Deepspeech: Running python DeepSpeech.py on my machine ends prematurely with an error

Created on 4 Mar 2017 · 25Comments · Source: mozilla/DeepSpeech

What should I do? This is the command line log of effects when DeepSpeech.py is run on my machine.

I just installed vanilla TensorFlow with pip install tensorflow and then installed DeepSpeech by following the instructions on the README on GitHub. Did I forget something?

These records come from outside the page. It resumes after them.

use serde::{Deserialize, Serialize};
use std::path::{Path, PathBuf};
use std::time::Duration;

use crate::{BoardError, BoardResult};

const DEFAULT_API_BASE_URL: &str = "http://localhost:8080";
const DEFAULT_NOTIFICATION_TTL_SECS: u64 = 5;
const DEFAULT_LOG_FILTER: &str = "info";

#[derive(Debug, Clone, PartialEq, Serialize, Deserialize)]
#[serde(default)]
pub struct AppConfig {
    /// Base URL of the remote store, without a trailing slash.
    pub api_base_url: String,
    pub notification_ttl_secs: u64,
    /// Optional cap on any single gateway call. Unset means calls may
    /// stay pending indefinitely.
    pub request_timeout_secs: Option<u64>,
    pub log_filter: String,
}

impl Default for AppConfig {
    fn default() -> Self {
        Self {
            api_base_url: DEFAULT_API_BASE_URL.to_string(),
            notification_ttl_secs: DEFAULT_NOTIFICATION_TTL_SECS,
            request_timeout_secs: None,
            log_filter: DEFAULT_LOG_FILTER.to_string(),
        }
    }
}

impl AppConfig {
    pub fn config_path() -> Option<PathBuf> {
        #[cfg(target_os = "macos")]
        {
            dirs::home_dir().map(|home| home.join(".config/taskboard/config.toml"))
        }
        #[cfg(target_os = "linux")]
        {
            dirs::config_dir().map(|config| config.join("taskboard/config.toml"))
        }
        #[cfg(target_os = "windows")]
        {
            dirs::config_dir().map(|config| config.join("taskboard\\config.toml"))
        }
        #[cfg(not(any(target_os = "macos", target_os = "linux", target_os = "windows")))]
        {
            None
        }
    }

    /// Load the user's config file, falling back to defaults when it is
    /// missing or unreadable.
    pub fn load() -> Self {
        let Some(config_path) = Self::config_path() else {
            return Self::default();
        };
        if !config_path.exists() {
            return Self::default();
        }
        match Self::load_from(&config_path) {
            Ok(config) => config,
            Err(e) => {
                tracing::warn!(
                    "Ignoring config at {}: {}",
                    config_path.display(),
                    e
                );
                Self::default()
            }
        }
    }

    pub fn load_from(path: &Path) -> BoardResult<Self> {
        let content = std::fs::read_to_string(path)?;
        Self::parse(&content)
    }

    pub fn parse(content: &str) -> BoardResult<Self> {
        let config: AppConfig =
            toml::from_str(content).map_err(|e| BoardError::Config(e.to_string()))?;
        if config.api_base_url.trim().is_empty() {
            return Err(BoardError::Config("api_base_url must not be empty".into()));
        }
        Ok(config)
    }

    pub fn base_url(&self) -> &str {
        self.api_base_url.trim_end_matches('/')
    }

    pub fn notification_ttl(&self) -> Duration {
        Duration::from_secs(self.notification_ttl_secs)
    }

    pub fn request_timeout(&self) -> Option<Duration> {
        self.request_timeout_secs.map(Duration::from_secs)
    }
}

Shyamals-iMac:DeepSpeech shyamalchandra$ python DeepSpeech.py 
Loading the LM will be faster if you build a binary file.
Reading /Users/shyamalchandra/DeepSpeech/data/lm/lm.arpa
----5---10---15---20---25---30---35---40---45---50---55---60---65---70---75---80---85---90---95--100
****************************************************************************************************
Traceback (most recent call last):
  File "DeepSpeech.py", line 23, in <module>
    from util.spell import correction
  File "/Users/shyamalchandra/DeepSpeech/util/spell.py", line 9, in <module>
    MODEL = kenlm.Model('./data/lm/lm.arpa')
  File "kenlm.pyx", line 117, in kenlm.Model.__init__ (python/kenlm.cpp:2242)
IOError: Cannot read model './data/lm/lm.arpa' (lm/read_arpa.cc:65 in void lm::ReadARPACounts(util::FilePiece &, std::vector<uint64_t> &) threw FormatLoadException. first non-empty line was "version https://git-lfs.github.com/spec/v1" not \data\. Byte: 43)

Source

shyamalschandra

Most helpful comment

I assume you didn't compile deepspeech from source, but did a pip install.

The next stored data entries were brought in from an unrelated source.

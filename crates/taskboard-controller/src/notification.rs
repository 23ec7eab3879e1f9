use std::cell::{Cell, RefCell};
use std::rc::{Rc, Weak};
use std::time::Duration;
use taskboard_core::AppConfig;
use tokio::sync::watch;
use tokio::task::JoinHandle;
use tokio::time::Instant;

#[derive(Debug, Clone, Copy, PartialEq, Eq)]
pub enum NotificationKind {
    Success,
    Error,
}

#[derive(Debug, Clone, PartialEq, Eq)]
pub struct Notification {
    pub message: String,
    pub kind: NotificationKind,
}

impl Notification {
    pub fn success(message: impl Into<String>) -> Self {
        Self {
            message: message.into(),
            kind: NotificationKind::Success,
        }
    }

    pub fn error(message: impl Into<String>) -> Self {
        Self {
            message: message.into(),
            kind: NotificationKind::Error,
        }
    }

    pub fn is_error(&self) -> bool {
        self.kind == NotificationKind::Error
    }
}

/// Where the engine reports outcomes.
#[cfg_attr(test, mockall::automock)]
pub trait NotificationSink {
    fn notify(&self, notification: Notification);
}

struct QueueState {
    current: watch::Sender<Option<Notification>>,
    shown_at: Cell<Option<Instant>>,
    timer: RefCell<Option<JoinHandle<()>>>,
    generation: Cell<u64>,
}

impl QueueState {
    fn clear(&self) {
        self.shown_at.set(None);
        self.current.send_replace(None);
    }
}

/// Holds at most one visible notification.
///
/// A new notification replaces the current one and restarts the
/// auto-dismiss timer. The timer runs on the current `LocalSet`.
pub struct NotificationQueue {
    state: Rc<QueueState>,
    ttl: Duration,
}

impl NotificationQueue {
    pub fn new(ttl: Duration) -> Self {
        let (current, _) = watch::channel(None);
        Self {
            state: Rc::new(QueueState {
                current,
                shown_at: Cell::new(None),
                timer: RefCell::new(None),
                generation: Cell::new(0),
            }),
            ttl,
        }
    }

    pub fn from_config(config: &AppConfig) -> Self {
        Self::new(config.notification_ttl())
    }

    pub fn ttl(&self) -> Duration {
        self.ttl
    }

    pub fn show(&self, notification: Notification) {
        tracing::debug!("Showing {:?} notification: {}", notification.kind, notification.message);
        self.cancel_timer();
        let generation = self.state.generation.get() + 1;
        self.state.generation.set(generation);
        self.state.shown_at.set(Some(Instant::now()));
        self.state.current.send_replace(Some(notification));

        let state: Weak<QueueState> = Rc::downgrade(&self.state);
        let ttl = self.ttl;
        let timer = tokio::task::spawn_local(async move {
            tokio::time::sleep(ttl).await;
            if let Some(state) = state.upgrade() {
                if state.generation.get() == generation {
                    state.clear();
                }
            }
        });
        *self.state.timer.borrow_mut() = Some(timer);
    }

    pub fn dismiss(&self) {
        self.cancel_timer();
        self.state.generation.set(self.state.generation.get() + 1);
        self.state.clear();
    }

    /// The visible notification, if any and not yet expired.
    pub fn current(&self) -> Option<Notification> {
        let shown_at = self.state.shown_at.get()?;
        if shown_at.elapsed() >= self.ttl {
            return None;
        }
        self.state.current.borrow().clone()
    }

    pub fn is_empty(&self) -> bool {
        self.current().is_none()
    }

    /// Follow changes, including auto-dismissal.
    pub fn subscribe(&self) -> watch::Receiver<Option<Notification>> {
        self.state.current.subscribe()
    }

    fn cancel_timer(&self) {
        if let Some(timer) = self.state.timer.borrow_mut().take() {
            timer.abort();
        }
    }
}

impl NotificationSink for NotificationQueue {
    fn notify(&self, notification: Notification) {
        self.show(notification);
    }
}

impl Drop for NotificationQueue {
    fn drop(&mut self) {
        self.cancel_timer();
    }
}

With that assumption note that the argument ordering of deepspeech changed between the 0.1.1 release[1] and master[2], which you are referring to for your command line argument ordering.

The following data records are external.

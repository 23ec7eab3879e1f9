#![allow(dead_code)]

use chrono::NaiveDate;
use std::rc::Rc;
use taskboard_controller::BoardView;
use taskboard_core::AppConfig;
use taskboard_domain::{
    BacklogItem, BacklogItemDraft, Column, ItemId, Project, Release, ReleaseDraft, Sprint,
    SprintStatus, SubTask, SubTaskDraft, UserRef,
};
use taskboard_gateway::{GatewaySet, RemoteStore};

pub const PROJECT: u64 = 1;
pub const SPRINT: u64 = 5;
pub const RELEASE: u64 = 7;

pub fn date(y: i32, m: u32, d: u32) -> NaiveDate {
    NaiveDate::from_ymd_opt(y, m, d).unwrap()
}

fn column(id: u64, key: &str, order: i32, is_default: bool) -> Column {
    Column {
        id,
        name: key.replace('_', " ").to_lowercase(),
        status_key: key.to_string(),
        order,
        project_id: PROJECT,
        is_default,
    }
}

fn item(id: ItemId, title: &str, status: &str, sprint: Option<u64>, release: Option<u64>) -> BacklogItem {
    let mut item = BacklogItem::from_draft(id, &BacklogItemDraft::new(PROJECT, title, status));
    item.sprint_id = sprint;
    item.release_id = release;
    item.sub_tasks = None;
    item
}

/// Project 1 with four columns:
///
/// | column      | default | items             |
/// |-------------|---------|-------------------|
/// | TODO        | yes     | 10 (sprint), 11   |
/// | IN_PROGRESS | no      | 12 (sprint, 1.0)  |
/// | DONE        | yes     | 13 (1.0)          |
/// | REVIEW      | no      |                   |
///
/// Item 10 has sub-tasks 100 and 101. The store hands out id 42 next.
pub fn seeded_store() -> Rc<RemoteStore> {
    let store = RemoteStore::new();
    store.seed_project(Project {
        id: PROJECT,
        name: "Apollo".into(),
        description: "Launch tracker".into(),
        owner: UserRef::new("ana"),
        members: [UserRef::new("bo")].into_iter().collect(),
    });
    store.seed_column(column(1, "TODO", 0, true));
    store.seed_column(column(2, "IN_PROGRESS", 1, false));
    store.seed_column(column(3, "DONE", 2, true));
    store.seed_column(column(4, "REVIEW", 3, false));

    store.seed_item(PROJECT, item(10, "Login", "TODO", Some(SPRINT), None));
    store.seed_item(PROJECT, item(11, "Signup", "TODO", None, None));
    store.seed_item(PROJECT, item(12, "Search", "IN_PROGRESS", Some(SPRINT), Some(RELEASE)));
    store.seed_item(PROJECT, item(13, "Billing", "DONE", None, Some(RELEASE)));
    store.seed_sub_task(SubTask::from_draft(100, &SubTaskDraft::new(10, "Form")));
    store.seed_sub_task(SubTask::from_draft(101, &SubTaskDraft::new(10, "Validation")));

    store.seed_sprint(Sprint {
        id: SPRINT,
        name: "Sprint 1".into(),
        start_date: date(2024, 3, 1),
        end_date: date(2024, 3, 15),
        status: SprintStatus::Active,
        project_id: PROJECT,
    });
    store.seed_release(Release::from_draft(
        RELEASE,
        &ReleaseDraft {
            project_id: PROJECT,
            title: "First cut".into(),
            description: String::new(),
            version_number: "1.0".into(),
        },
    ));
    store.set_next_id(42);
    Rc::new(store)
}

/// Open the seeded board and forget the calls made while loading.
pub async fn open_board(store: &Rc<RemoteStore>) -> BoardView {
    let view = BoardView::open(
        PROJECT,
        GatewaySet::in_memory(store.clone()),
        &AppConfig::default(),
    )
    .await
    .expect("board should open");
    store.clear_calls();
    view
}

pub fn ids(items: &[BacklogItem]) -> Vec<ItemId> {
    items.iter().map(|item| item.id).collect()
}

pub async fn settle() {
    for _ in 0..5 {
        tokio::task::yield_now().await;
    }
}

As you have 0.1.1 (or 0.1.0) installed you should use the following odering

./deepspeech models/output_graph.pb audio_input.wav models/alphabet.txt models/lm.binary models/trie

kdavis-mozilla on 15 Mar 2018

👍7 🎉5 ❤1

All 25 comments

You need to checkout the DeepSpeech repo after installing git lfs[[1](https://git-lfs.github.com/)]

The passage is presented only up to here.